Die Bundesrepublik Deutschland tritt seit Anbeginn grundsätzlich für ein integriertes Europa ein, ein Grundsatz, der bereits 1948 im Grundgesetz verankert und durch die schlimmen Erfahrungen mit nationalistischen Ideen in zwei verlorenen Weltkriegen gefördert wurde. Sie bedauert, daß durch die Haltung des Generals de Gaulle der Integrationsgedanke einen Aufschub erfährt; sie respektiert die bezüglichen Auffassungen de Gaulles, ohne sie zu teilen, und hofft und vertraut darauf, daß das Europa der Staaten schließlich doch zu einer Konföderation führen wird, eine Möglichkeit, die auch de Gaulle nicht ausgeschlossen hat. Sie bereitet dem Beitritt Großbritanniens zur EWG keinerlei Schwierigkeiten, sondern unterstützt ihn. Sie sucht aber alles zu vermeiden, was das bisher Erreichte und vor allem die für sie so wertvolle Verankerung der Freundschaft mit dem früheren „Erbfeind“ Frankreich in der Europäischen Gemeinschaft in Frage stellen könnte. Sie wendet sich gegen eine Aufblähung der EWG vor allem durch den Beitritt nichteuropäischer Staaten aus rein wirtschaftlichen Gründen, da dadurch der politische Gehalt der Europäischen Union, den sie als das Wesentliche ansieht, gefährdet würde. Sie legt den größten Wert darauf, die Atlantische Allianz voll und ganz zu erhalten, da es ihrer Meinung nach eine westliche Politik und eine Verteidigung Westeuropas ohne die USA nicht geben kann. Dies gilt in besonderem Maße im Hinblick auf die Berlin-Frage und das Deutschland-Problem insgesamt. Sie billigt die amerikanisch-sowjetischen Sondierungsgespräche, wünscht aber, daß eine etwaige Neuregelung der Frage der Zugangswege nach Berlin und von damit in Zusammenhang stehenden Fragen die primäre Verantwortung der Vier Mächte aufrechterhält und alles vermeidet, was als eine de facto- oder gar de jure- Anerkennung der Sowjetzone angesehen werden könnte. Sie ist auch gegen Rüstungsbeschränkungen, die nicht allgemein, sondern nur für Deutschland oder nur für einen begrenzten Bereich Geltung haben würden.

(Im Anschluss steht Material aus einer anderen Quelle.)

// ==========================================
// 考勤导入系统 - 报表导出器
// ==========================================
// 职责: 当前视图（已过滤/排序）→ 两张表
//   - Summary: 每员工一行
//   - Details: 每条考勤记录一行
// 格式: CSV,数值统一保留 2 位小数
// ==========================================

use crate::domain::attendance::{AttendanceRecord, EmployeeSummary};
use crate::importer::error::{ImportError, ImportResult};
use chrono::NaiveDate;
use csv::Writer;
use serde::Serialize;
use std::fs;
use std::path::{Path, PathBuf};
use tracing::info;

/// 导出文件路径
#[derive(Debug, Clone, PartialEq, Eq)]
pub struct ExportPaths {
    pub summary: PathBuf,
    pub details: PathBuf,
}

#[derive(Debug, Serialize)]
struct SummaryRow<'a> {
    #[serde(rename = "Employee ID")]
    emp_id: &'a str,
    #[serde(rename = "Name")]
    name: &'a str,
    #[serde(rename = "Department")]
    department: &'a str,
    #[serde(rename = "Days Present")]
    days_present: u32,
    #[serde(rename = "Total Actual Hours")]
    total_actual_hours: String,
    #[serde(rename = "Equivalent Days")]
    equivalent_days: String,
}

impl<'a> From<&'a EmployeeSummary> for SummaryRow<'a> {
    fn from(summary: &'a EmployeeSummary) -> Self {
        Self {
            emp_id: &summary.emp_id,
            name: &summary.name,
            department: &summary.department,
            days_present: summary.days_present,
            total_actual_hours: format_2dp(summary.total_actual_hours),
            equivalent_days: format_2dp(summary.equivalent_days),
        }
    }
}

#[derive(Debug, Serialize)]
struct DetailRow<'a> {
    #[serde(rename = "Employee ID")]
    emp_id: &'a str,
    #[serde(rename = "Name")]
    name: &'a str,
    #[serde(rename = "Department")]
    department: &'a str,
    #[serde(rename = "Date")]
    date: &'a str,
    #[serde(rename = "Clock In")]
    clock_in: &'a str,
    #[serde(rename = "Clock Out")]
    clock_out: &'a str,
    #[serde(rename = "Regular(H)")]
    regular_h: String,
    #[serde(rename = "Worked Hours")]
    worked_hours: String,
    #[serde(rename = "Total Hours")]
    total_hours: String,
    #[serde(rename = "Actual Hours")]
    actual_hours: String,
    #[serde(rename = "Source")]
    source: String,
    #[serde(rename = "Status")]
    status: String,
}

impl<'a> From<&'a AttendanceRecord> for DetailRow<'a> {
    fn from(record: &'a AttendanceRecord) -> Self {
        Self {
            emp_id: &record.emp_id,
            name: &record.name,
            department: &record.department,
            date: &record.date,
            clock_in: &record.clock_in,
            clock_out: &record.clock_out,
            regular_h: record.raw_regular_h.display(),
            worked_hours: record.raw_worked_hours.display(),
            total_hours: record.raw_total_hours.display(),
            actual_hours: format_2dp(record.actual_hours),
            source: record.source.to_string(),
            status: record.status().to_string(),
        }
    }
}

fn write_sheets(paths: &ExportPaths, summaries: &[&EmployeeSummary]) -> csv::Result<usize> {
    let mut summary_writer = Writer::from_path(&paths.summary)?;
    for summary in summaries {
        summary_writer.serialize(SummaryRow::from(*summary))?;
    }
    summary_writer.flush()?;

    let mut detail_writer = Writer::from_path(&paths.details)?;
    let mut detail_count = 0;
    for summary in summaries {
        for record in &summary.records {
            detail_writer.serialize(DetailRow::from(record))?;
            detail_count += 1;
        }
    }
    detail_writer.flush()?;

    Ok(detail_count)
}

fn format_2dp(value: f64) -> String {
    format!("{:.2}", value)
}

/// 默认导出文件名前缀: attendance_report_YYYYMMDD
pub fn default_export_stem(today: NaiveDate) -> String {
    format!("attendance_report_{}", today.format("%Y%m%d"))
}

pub struct SheetExporter;

impl SheetExporter {
    /// 写出 Summary / Details 两张表
    ///
    /// # 参数
    /// - dir: 输出目录（不存在则创建）
    /// - stem: 文件名前缀
    /// - summaries: 当前视图中的员工汇总（顺序即输出顺序）
    pub fn write(
        &self,
        dir: &Path,
        stem: &str,
        summaries: &[&EmployeeSummary],
    ) -> ImportResult<ExportPaths> {
        fs::create_dir_all(dir)
            .map_err(|e| ImportError::ExportError(format!("{}: {}", dir.display(), e)))?;

        let paths = ExportPaths {
            summary: dir.join(format!("{}_summary.csv", stem)),
            details: dir.join(format!("{}_details.csv", stem)),
        };

        let detail_count = write_sheets(&paths, summaries)
            .map_err(|e| ImportError::ExportError(e.to_string()))?;

        info!(
            summary = %paths.summary.display(),
            details = %paths.details.display(),
            employees = summaries.len(),
            records = detail_count,
            "报表导出完成"
        );
        Ok(paths)
    }
}

#[cfg(test)]
mod tests {
    use super::*;
    use crate::domain::attendance::CellValue;
    use crate::domain::types::HoursSource;
    use tempfile::TempDir;

    fn sample_summary() -> EmployeeSummary {
        let record = AttendanceRecord {
            emp_id: "E1".to_string(),
            name: "Ann".to_string(),
            department: "Ops".to_string(),
            date: "2024-01-02".to_string(),
            clock_in: "09:00".to_string(),
            clock_out: "17:15".to_string(),
            raw_regular_h: CellValue::Empty,
            raw_worked_hours: CellValue::text("8:15"),
            raw_total_hours: CellValue::Empty,
            actual_hours: 8.25,
            is_present: true,
            source: HoursSource::WorkedHours,
            row_number: 3,
        };
        EmployeeSummary {
            emp_id: "E1".to_string(),
            name: "Ann".to_string(),
            department: "Ops".to_string(),
            days_present: 1,
            total_actual_hours: 8.25,
            equivalent_days: 8.25 / 8.0,
            records: vec![record],
        }
    }

    #[test]
    fn test_default_export_stem() {
        let date = NaiveDate::from_ymd_opt(2024, 3, 9).unwrap();
        assert_eq!(default_export_stem(date), "attendance_report_20240309");
    }

    #[test]
    fn test_write_summary_and_details() {
        let dir = TempDir::new().unwrap();
        let summary = sample_summary();

        let paths = SheetExporter
            .write(dir.path(), "report", &[&summary])
            .unwrap();

        let summary_csv = fs::read_to_string(&paths.summary).unwrap();
        let mut lines = summary_csv.lines();
        assert_eq!(
            lines.next(),
            Some("Employee ID,Name,Department,Days Present,Total Actual Hours,Equivalent Days")
        );
        assert_eq!(lines.next(), Some("E1,Ann,Ops,1,8.25,1.03"));

        let details_csv = fs::read_to_string(&paths.details).unwrap();
        let mut lines = details_csv.lines();
        assert_eq!(
            lines.next(),
            Some("Employee ID,Name,Department,Date,Clock In,Clock Out,Regular(H),Worked Hours,Total Hours,Actual Hours,Source,Status")
        );
        assert_eq!(
            lines.next(),
            Some("E1,Ann,Ops,2024-01-02,09:00,17:15,,8:15,,8.25,Worked Hours,Present")
        );
    }

    #[test]
    fn test_write_empty_view() {
        let dir = TempDir::new().unwrap();
        let paths = SheetExporter.write(dir.path(), "empty", &[]).unwrap();

        assert!(paths.summary.exists());
        assert!(paths.details.exists());
    }
}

Ihre Wünsche im Hinblick auf Informationen, gewisse Mindestgarantien und ein bestimmtes Mitspracherecht betreffend die nicht-NATO-eigene nukleare Abschreckungsmacht wurden bei der NATO-Ministerratstagung in Athen 1962 im wesentlichen erfüllt.

4. Großbritannien

Großbritanniens Entschluß, sich um die Mitgliedschaft bei der EWG zu bewerben, der in erster Linie auf wirtschaftlichen Erwägungen beruht, wurde politisch erst tragbar, als klar wurde, daß das Beharren de Gaulles auf einem Europa der Staaten (Regierungen) den Verfechtern eines integrierten Europas keine Chancen mehr für eine baldige Verwirklichung ließ. Die übernationalen Elemente in den Verträgen von Paris (EGKS) und Rom (EWG), nämlich Hohe Behörde bzw. Kommission und Abstimmungsregeln betreffend die Beschlüsse des Ministerrates, waren das Äußerste, was Großbritannien in dieser Hinsicht — zumindest gegenwärtig — als annehmbar erschien, zumal sich diese übernationalen Elemente nur auf Wirtschaftliches beziehen. Ist Großbritannien erst einmal Mitglied, so bedarf es zu jeder Ausweitung der Übernationalität — wie überhaupt zu jeder Vertragsänderung — seiner Zustimmung. Großbritannien betont, daß es zu Europa gehöre und fest entschlossen sei, an der politischen, also nicht nur an der wirtschaftlichen, Konsolidierung und Gestaltung Europas aktiv und positiv mitzuwirken. Es tritt aber stets für eine pragmatische und nicht dogmatische Methode bei der Konstruktion Europas ein. Dieser Unterschied in der Methode war auch das wesentliche Thema der zahlreichen jahrelangen, seit 1950 stattfindenden Debatten im Europarat, bei den Verhandlungen über die Errichtung einer Europäischen Freihandelszone, und schließlich der Grund für die Schaffung der EFTA. So hat General de Gaulle durch seine ebenfalls pragmatische Haltung, die ganz im Gegensatz zu den Anschauungen und Konzepten der früheren französischen Regierungen steht, wesentlich zu dem Entschluß Großbritanniens beigetragen, sich um die Mitgliedschaft bei der EWG zu bewerben, obwohl er seinerseits diesen Beitritt nicht allzu gerne sieht. Großbritannien hat sich bereiterklärt, den Vertrag von Rom vollständig anzunehmen. Es wünscht aber, daß im Rahmen des Vertrages durch Sonderbestimmungen, wie sie auch zu Gunsten anderer EWG-Mitglieder bestehen, auf seine präferenziellen Handelsbeziehungen zum Commonwealth und auf die Besonderheiten seiner Landwirtschaft Bedacht genommen wird. Es wünscht ferner, daß auch für seine EFTA-Partner eine befriedigende Lösung gefunden wird, da es versprochen hat, diese nicht im Stich zu lassen. Großbritannien ist mit den amerikanisch-sowjetischen Sondierungsgesprächen und mit dem Standpunkt der USA in der Berlin- und Deutschlandfrage voll einverstanden.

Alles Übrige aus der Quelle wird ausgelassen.